My talk will focus on two important aspects of Positron Emission Tomography (PET):  (i) Motion-compensation, and (ii) Pharmacokinetic analysis of dynamic PET images.

Motion-compensation in Dynamic PET Images: Dynamic PET images are degraded by inter-frame and intra-frame motion artifacts that can affect the quantitative and qualitative analysis of acquired PET data. A novel approach called Generalized Inter-frame and Intra-frame Motion Correction (GIIMC) algorithm is presented that unifies in one framework the inter-frame motion correction capability of Multiple Acquisition Frames and the intra-frame motion correction feature of (MLEM)-type Deconvolution methods. GIIMC employs a fairly simple but new approach of using time-weighted average of attenuation sinograms to reconstruct dynamic frames. A mean-motion threshold is also provided for individual frames to construct a framing sequence.
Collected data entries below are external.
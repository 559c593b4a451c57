//! Literal value codec.
//!
//! Declaration arguments are either quoted strings or boolean literals.
//! Anything else (numeric constants, typed expressions) decodes as an opaque
//! string and is only re-quoted if it is explicitly written back.

use std::fmt;

use serde::{Deserialize, Serialize};

use crate::dialect::Dialect;

/// A declaration argument value.
#[derive(Debug, Clone, PartialEq, Eq, Serialize, Deserialize)]
#[serde(untagged)]
pub enum Value {
    Bool(bool),
    Str(String),
}

impl Value {
    /// Decode raw argument text into a typed value.
    ///
    /// Quote-delimited text becomes a string (quotes stripped, no escape
    /// processing); `true`/`false` in any casing becomes a boolean; anything
    /// else passes through as a string of the raw text.
    ///
    /// # Examples
    ///
    /// ```
    /// use asminfo_content::Value;
    ///
    /// assert_eq!(Value::decode("\"1.0.0.0\""), Value::Str("1.0.0.0".into()));
    /// assert_eq!(Value::decode("True"), Value::Bool(true));
    /// assert_eq!(Value::decode("0x42"), Value::Str("0x42".into()));
    /// ```
    pub fn decode(raw: &str) -> Self {
        if raw.len() >= 2 && raw.starts_with('"') && raw.ends_with('"') {
            return Self::Str(raw[1..raw.len() - 1].to_string());
        }

        match raw.to_ascii_lowercase().as_str() {
            "true" => Self::Bool(true),
            "false" => Self::Bool(false),
            _ => Self::Str(raw.to_string()),
        }
    }

    /// Encode this value as argument text for the given dialect.
    ///
    /// Strings are wrapped in double quotes; booleans use the dialect's
    /// literal spelling.
    pub fn encode(&self, dialect: Dialect) -> String {
        match self {
            Self::Str(s) => format!("\"{s}\""),
            Self::Bool(b) => dialect.boolean_literal(*b).to_string(),
        }
    }

    /// The string content, if this is a string value.
    pub fn as_str(&self) -> Option<&str> {
        match self {
            Self::Str(s) => Some(s),
            Self::Bool(_) => None,
        }
    }

    /// The boolean, if this is a boolean value.
    pub fn as_bool(&self) -> Option<bool> {
        match self {
            Self::Bool(b) => Some(*b),
            Self::Str(_) => None,
        }
    }
}

impl fmt::Display for Value {
    fn fmt(&self, f: &mut fmt::Formatter<'_>) -> fmt::Result {
        match self {
            Self::Str(s) => f.write_str(s),
            Self::Bool(b) => write!(f, "{b}"),
        }
    }
}

impl From<&str> for Value {
    fn from(s: &str) -> Self {
        Self::Str(s.to_string())
    }
}

impl From<String> for Value {
    fn from(s: String) -> Self {
        Self::Str(s)
    }
}

impl From<bool> for Value {
    fn from(b: bool) -> Self {
        Self::Bool(b)
    }
}

#[cfg(test)]
mod tests {
    use super::*;
    use rstest::rstest;

    #[test]
    fn test_decode_quoted_string() {
        assert_eq!(Value::decode("\"hello\""), Value::Str("hello".into()));
    }

    #[test]
    fn test_decode_quoted_boolean_is_a_string() {
        assert_eq!(Value::decode("\"true\""), Value::Str("true".into()));
    }

    #[rstest]
    #[case("true", true)]
    #[case("True", true)]
    #[case("TRUE", true)]
    #[case("false", false)]
    #[case("False", false)]
    fn test_decode_boolean_any_casing(#[case] raw: &str, #[case] expected: bool) {
        assert_eq!(Value::decode(raw), Value::Bool(expected));
    }

    #[test]
    fn test_decode_unrecognized_passes_through() {
        assert_eq!(Value::decode("42"), Value::Str("42".into()));
        assert_eq!(
            Value::decode("AssemblyVersionKind.Full"),
            Value::Str("AssemblyVersionKind.Full".into())
        );
    }

    #[test]
    fn test_decode_lone_quote_is_not_quoted() {
        assert_eq!(Value::decode("\""), Value::Str("\"".into()));
    }

    #[test]
    fn test_encode_string_quotes() {
        let value = Value::Str("1.2.3.4".into());
        assert_eq!(value.encode(Dialect::CSharp), "\"1.2.3.4\"");
        assert_eq!(value.encode(Dialect::VisualBasic), "\"1.2.3.4\"");
    }

    #[rstest]
    #[case(Dialect::CSharp, true, "true")]
    #[case(Dialect::FSharp, false, "false")]
    #[case(Dialect::VisualBasic, true, "True")]
    #[case(Dialect::VisualBasic, false, "False")]
    fn test_encode_boolean_spelling(
        #[case] dialect: Dialect,
        #[case] value: bool,
        #[case] expected: &str,
    ) {
        assert_eq!(Value::Bool(value).encode(dialect), expected);
    }

    #[test]
    fn test_display_is_unquoted() {
        assert_eq!(Value::Str("1.0.0.0".into()).to_string(), "1.0.0.0");
        assert_eq!(Value::Bool(true).to_string(), "true");
    }
}
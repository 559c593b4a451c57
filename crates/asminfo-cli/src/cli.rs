//! CLI argument parsing using clap derive

use std::path::PathBuf;

use clap::{Args, Parser, Subcommand};
use clap_complete::Shell;
use uuid::Uuid;

/// Update attribute declarations in C#, VB.NET, and F# assembly metadata files
#[derive(Parser, Debug)]
#[command(name = "asminfo")]
#[command(author, version, about, long_about = None)]
pub struct Cli {
    /// Enable verbose output
    #[arg(short, long, global = true)]
    pub verbose: bool,

    /// The command to run
    #[command(subcommand)]
    pub command: Commands,
}

/// Available commands
#[derive(Subcommand, Debug)]
pub enum Commands {
    /// Update declarations in the given metadata files
    ///
    /// Version flags take a four-token dotted format where each token is a
    /// literal number, $(current), or $(increment), evaluated against the
    /// matching component of the file's current version. Free-text flags
    /// accept $(version), $(fileversion), and $(date:FORMAT) placeholders.
    ///
    /// Examples:
    ///   asminfo update AssemblyInfo.cs --assembly-version '1.4.$(current).$(increment)'
    ///   asminfo update **/AssemblyInfo.cs --copyright 'Copyright $(date:%Y)' --ensure
    ///   asminfo update AssemblyInfo.vb --custom 'BuildServer=true' --dry-run
    Update(UpdateArgs),

    /// Generate shell completion scripts
    Completions {
        /// Shell to generate completions for
        shell: Shell,
    },
}

/// Arguments for the update command
#[derive(Args, Debug)]
pub struct UpdateArgs {
    /// Metadata files to update (.cs, .vb, or .fs)
    pub files: Vec<PathBuf>,

    /// Read options from a TOML file (command-line flags win)
    #[arg(long, value_name = "FILE")]
    pub config: Option<PathBuf>,

    /// Format for AssemblyVersion, e.g. '1.0.$(current).$(increment)'
    #[arg(long, value_name = "FORMAT")]
    pub assembly_version: Option<String>,

    /// Format for AssemblyFileVersion
    #[arg(long, value_name = "FORMAT")]
    pub file_version: Option<String>,

    /// Value for AssemblyInformationalVersion
    #[arg(long, value_name = "VALUE")]
    pub informational_version: Option<String>,

    /// Value for AssemblyCompany
    #[arg(long, value_name = "VALUE")]
    pub company: Option<String>,

    /// Value for AssemblyConfiguration
    #[arg(long, value_name = "VALUE")]
    pub configuration: Option<String>,

    /// Value for AssemblyCopyright
    #[arg(long, value_name = "VALUE")]
    pub copyright: Option<String>,

    /// Value for AssemblyCulture
    #[arg(long, value_name = "VALUE")]
    pub culture: Option<String>,

    /// Value for AssemblyDescription
    #[arg(long, value_name = "VALUE")]
    pub description: Option<String>,

    /// Value for AssemblyProduct
    #[arg(long, value_name = "VALUE")]
    pub product: Option<String>,

    /// Value for AssemblyTitle
    #[arg(long, value_name = "VALUE")]
    pub title: Option<String>,

    /// Value for AssemblyTrademark
    #[arg(long, value_name = "VALUE")]
    pub trademark: Option<String>,

    /// Value for AssemblyDelaySign
    #[arg(long, value_name = "BOOL")]
    pub delay_sign: Option<bool>,

    /// Value for AssemblyKeyFile
    #[arg(long, value_name = "VALUE")]
    pub key_file: Option<String>,

    /// Value for AssemblyKeyName
    #[arg(long, value_name = "VALUE")]
    pub key_name: Option<String>,

    /// Value for CLSCompliant
    #[arg(long, value_name = "BOOL")]
    pub cls_compliant: Option<bool>,

    /// Value for ComVisible
    #[arg(long, value_name = "BOOL")]
    pub com_visible: Option<bool>,

    /// Value for Guid
    #[arg(long, value_name = "UUID")]
    pub guid: Option<Uuid>,

    /// Create declarations that are missing instead of skipping them
    #[arg(long)]
    pub ensure: bool,

    /// Additional NAME=VALUE declaration to apply (repeatable)
    #[arg(long = "custom", value_name = "NAME=VALUE")]
    pub custom: Vec<String>,

    /// Show the changes without writing any file
    #[arg(long)]
    pub dry_run: bool,

    /// Output results as JSON for scripting
    #[arg(long)]
    pub json: bool,
}
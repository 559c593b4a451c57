//! Source dialect detection and syntax tables

use std::path::Path;
use std::sync::LazyLock;

use regex::Regex;
use serde::{Deserialize, Serialize};

use crate::error::{Error, Result};

static SLASH_LINE_COMMENT: LazyLock<Regex> = LazyLock::new(|| Regex::new(r"^\s*//").unwrap());
static TICK_LINE_COMMENT: LazyLock<Regex> = LazyLock::new(|| Regex::new(r"^\s*'").unwrap());
static SLASH_BLOCK_START: LazyLock<Regex> = LazyLock::new(|| Regex::new(r"^\s*/\*").unwrap());
static SLASH_BLOCK_END: LazyLock<Regex> = LazyLock::new(|| Regex::new(r"\*/").unwrap());
static PAREN_BLOCK_START: LazyLock<Regex> = LazyLock::new(|| Regex::new(r"^\s*\(\*").unwrap());
static PAREN_BLOCK_END: LazyLock<Regex> = LazyLock::new(|| Regex::new(r"\*\)").unwrap());

/// Supported source dialects
#[derive(Debug, Clone, Copy, PartialEq, Eq, Hash, Serialize, Deserialize)]
pub enum Dialect {
    CSharp,
    VisualBasic,
    FSharp,
}

impl Dialect {
    /// Detect dialect from a file extension (without the leading dot).
    pub fn from_extension(ext: &str) -> Option<Self> {
        match ext.to_lowercase().as_str() {
            "cs" => Some(Self::CSharp),
            "vb" => Some(Self::VisualBasic),
            "fs" => Some(Self::FSharp),
            _ => None,
        }
    }

    /// Detect dialect from a file path.
    ///
    /// # Errors
    ///
    /// Returns [`Error::UnsupportedDialect`] for any extension other than
    /// `.cs`, `.vb`, or `.fs`.
    pub fn from_path(path: &Path) -> Result<Self> {
        let extension = path
            .extension()
            .map(|e| e.to_string_lossy().to_string())
            .unwrap_or_default();
        Self::from_extension(&extension).ok_or(Error::UnsupportedDialect { extension })
    }

    /// Default file extensions for this dialect
    pub fn extensions(&self) -> &'static [&'static str] {
        match self {
            Self::CSharp => &["cs"],
            Self::VisualBasic => &["vb"],
            Self::FSharp => &["fs"],
        }
    }

    /// Opening wrapper used when synthesizing a new declaration line
    pub fn declaration_prefix(&self) -> &'static str {
        match self {
            Self::CSharp => "[assembly: ",
            Self::VisualBasic => "<Assembly: ",
            Self::FSharp => "[<assembly: ",
        }
    }

    /// Closing wrapper used when synthesizing a new declaration line
    pub fn declaration_suffix(&self) -> &'static str {
        match self {
            Self::CSharp => ")]",
            Self::VisualBasic => ")>",
            Self::FSharp => ")>]",
        }
    }

    /// Spelling of a boolean literal in this dialect
    pub fn boolean_literal(&self, value: bool) -> &'static str {
        match self {
            Self::CSharp | Self::FSharp => {
                if value {
                    "true"
                } else {
                    "false"
                }
            }
            Self::VisualBasic => {
                if value {
                    "True"
                } else {
                    "False"
                }
            }
        }
    }

    /// Pattern matching a line that is entirely a single-line comment
    pub(crate) fn line_comment(&self) -> &'static Regex {
        match self {
            Self::CSharp | Self::FSharp => &SLASH_LINE_COMMENT,
            Self::VisualBasic => &TICK_LINE_COMMENT,
        }
    }

    /// Pattern matching a block comment opener at the start of a line.
    /// VB.NET has no block comment form.
    pub(crate) fn block_comment_start(&self) -> Option<&'static Regex> {
        match self {
            Self::CSharp => Some(&SLASH_BLOCK_START),
            Self::FSharp => Some(&PAREN_BLOCK_START),
            Self::VisualBasic => None,
        }
    }

    /// Pattern matching a block comment terminator anywhere in a line
    pub(crate) fn block_comment_end(&self) -> Option<&'static Regex> {
        match self {
            Self::CSharp => Some(&SLASH_BLOCK_END),
            Self::FSharp => Some(&PAREN_BLOCK_END),
            Self::VisualBasic => None,
        }
    }
}
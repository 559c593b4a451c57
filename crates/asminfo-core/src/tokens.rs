//! `$(token)` placeholder expansion.
//!
//! Values may embed `$(name)` or `$(name:parameter)` placeholders. Expansion
//! is a pure function of the text and a [`TokenContext`]; the context
//! carries everything a token can refer to, so no evaluator state is shared
//! between calls.

use std::sync::LazyLock;

use chrono::format::{Item, StrftimeItems};
use chrono::{DateTime, Local};
use regex::Regex;

use crate::error::{Error, Result};

static TOKEN_PATTERN: LazyLock<Regex> =
    LazyLock::new(|| Regex::new(r"\$\(([^:)]*)(?::([^)]+))?\)").unwrap());

/// Everything a token can resolve against.
#[derive(Debug, Clone, Copy)]
pub struct TokenContext<'a> {
    /// The version component being evaluated; zero outside version slots.
    pub current: u32,
    /// Timestamp for `$(date:...)`, fixed once per batch.
    pub now: DateTime<Local>,
    /// The resolved assembly version of the current file, if any.
    pub version: &'a str,
    /// The resolved assembly file version of the current file, if any.
    pub file_version: &'a str,
}

impl<'a> TokenContext<'a> {
    /// A context with no version information.
    pub fn new(now: DateTime<Local>) -> Self {
        Self {
            current: 0,
            now,
            version: "",
            file_version: "",
        }
    }

    /// The same context bound to a different current component value.
    pub fn with_current(&self, current: u32) -> Self {
        Self { current, ..*self }
    }
}

/// Expand every `$(...)` placeholder in `text`.
///
/// Token names are matched case-insensitively. Recognized tokens:
/// `current`, `increment`, `date:<strftime format>`, `version`,
/// `fileversion`.
///
/// # Errors
///
/// Returns [`Error::UnknownToken`] for an unrecognized token name and
/// [`Error::InvalidDateFormat`] for a malformed date format parameter.
pub fn expand(text: &str, ctx: &TokenContext<'_>) -> Result<String> {
    let mut out = String::with_capacity(text.len());
    let mut tail = 0;

    for caps in TOKEN_PATTERN.captures_iter(text) {
        let whole = caps.get(0).unwrap();
        let token = caps.get(1).map_or("", |m| m.as_str());
        let param = caps.get(2).map_or("", |m| m.as_str());

        let replacement = match token.to_ascii_lowercase().as_str() {
            "current" => ctx.current.to_string(),
            "increment" => (ctx.current + 1).to_string(),
            "date" => format_date(&ctx.now, param)?,
            "version" => ctx.version.to_string(),
            "fileversion" => ctx.file_version.to_string(),
            _ => {
                return Err(Error::UnknownToken {
                    token: token.to_string(),
                });
            }
        };

        tracing::debug!(token, param, %replacement, "token expanded");
        out.push_str(&text[tail..whole.start()]);
        out.push_str(&replacement);
        tail = whole.end();
    }

    out.push_str(&text[tail..]);
    Ok(out)
}

fn format_date(now: &DateTime<Local>, format: &str) -> Result<String> {
    let items: Vec<Item<'_>> = StrftimeItems::new(format).collect();
    if items.contains(&Item::Error) {
        return Err(Error::InvalidDateFormat {
            format: format.to_string(),
        });
    }
    Ok(now.format_with_items(items.iter()).to_string())
}
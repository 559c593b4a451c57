//! Declaration recognition.
//!
//! A declaration is a single-line `assembly:`-scoped attribute in any of the
//! three wrapper styles (`[...]`, `<...>`, `[<...>]`). The matcher accepts
//! all three regardless of dialect, so files can also be sniffed from
//! content. Everything around the name and argument spans is captured
//! verbatim into a [`LineTemplate`] so edits reproduce the rest of the line
//! byte-for-byte, including trailing same-line comments.

use std::sync::LazyLock;

use regex::Regex;

use crate::dialect::Dialect;

// Name matching is lazy so a redundant `Attribute` suffix lands in its own
// group; the argument span is lazy so it stops at the first closing sequence.
static DECLARATION_PATTERN: LazyLock<Regex> = LazyLock::new(|| {
    Regex::new(
        r#"^(?<prefix>\s*[\[<]<?\s*[Aa]ssembly\s*:\s*)(?<name_text>(?<name>\w+?)(?:Attribute)?)(?<infix>\s*\(\s*)(?<value>.*?)(?<suffix>\s*\)\s*>?[>\]].*)"#,
    )
    .unwrap()
});

/// A parsed line with the name and argument spans replaced by placeholders.
///
/// Rendering substitutes the original name token (with its original
/// spelling, including any `Attribute` suffix) and a new encoded argument,
/// reproducing every other character of the source line. Rendering is
/// stable: re-parsing a rendered line and rendering it again yields the
/// same text.
#[derive(Debug, Clone, PartialEq, Eq)]
pub struct LineTemplate {
    prefix: String,
    name_text: String,
    infix: String,
    suffix: String,
}

impl LineTemplate {
    /// Template for a brand-new declaration line in the given dialect.
    pub fn synthesized(dialect: Dialect, name: &str) -> Self {
        Self {
            prefix: dialect.declaration_prefix().to_string(),
            name_text: name.to_string(),
            infix: "(".to_string(),
            suffix: dialect.declaration_suffix().to_string(),
        }
    }

    /// Rebuild the full line around an encoded argument.
    pub fn render(&self, encoded_value: &str) -> String {
        format!(
            "{}{}{}{}{}",
            self.prefix, self.name_text, self.infix, encoded_value, self.suffix
        )
    }

    /// The name token as it appears in the source line.
    pub fn name_text(&self) -> &str {
        &self.name_text
    }
}

/// Result of matching a declaration line.
#[derive(Debug, Clone, PartialEq, Eq)]
pub struct ParsedDeclaration {
    /// Short declaration name (`Attribute` suffix stripped).
    pub name: String,
    /// Raw argument text, quotes included.
    pub raw_value: String,
    /// Reusable template for rewriting the line.
    pub template: LineTemplate,
}

/// Whether the line contains a declaration.
pub fn matches(line: &str) -> bool {
    DECLARATION_PATTERN.is_match(line)
}

/// Parse a declaration line into its name, raw argument, and template.
pub fn parse(line: &str) -> Option<ParsedDeclaration> {
    let caps = DECLARATION_PATTERN.captures(line)?;

    Some(ParsedDeclaration {
        name: caps["name"].to_string(),
        raw_value: caps["value"].to_string(),
        template: LineTemplate {
            prefix: caps["prefix"].to_string(),
            name_text: caps["name_text"].to_string(),
            infix: caps["infix"].to_string(),
            suffix: caps["suffix"].to_string(),
        },
    })
}
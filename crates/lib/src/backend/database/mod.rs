//! Database-style backend implementations

mod in_memory;
#[cfg(feature = "sqlite")]
pub mod sql;

pub use in_memory::InMemory;
#[cfg(feature = "sqlite")]
pub use sql::Sqlite;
Extensive simulation and human studies show that GIIMC algorithm outperforms conventional techniques producing images with superior quality and quantitative accuracy. 

Noise-reduction in Quantitative Myocardial Perfusion PET Imaging: A novel framework is presented for robust kinetic parameter estimation at the individual voxel level applied to absolute flow quantification in dynamic myocardial perfusion (MP) PET. Kinetic parameter estimation is formulated as nonlinear least squares with spatial constraints where the constraints are computed from physiologically driven clustering of dynamic images. The proposed framework improves quantitative accuracy, and has long-term potential to enhance capabilities of MP PET in the detection, staging and management of coronary artery disease.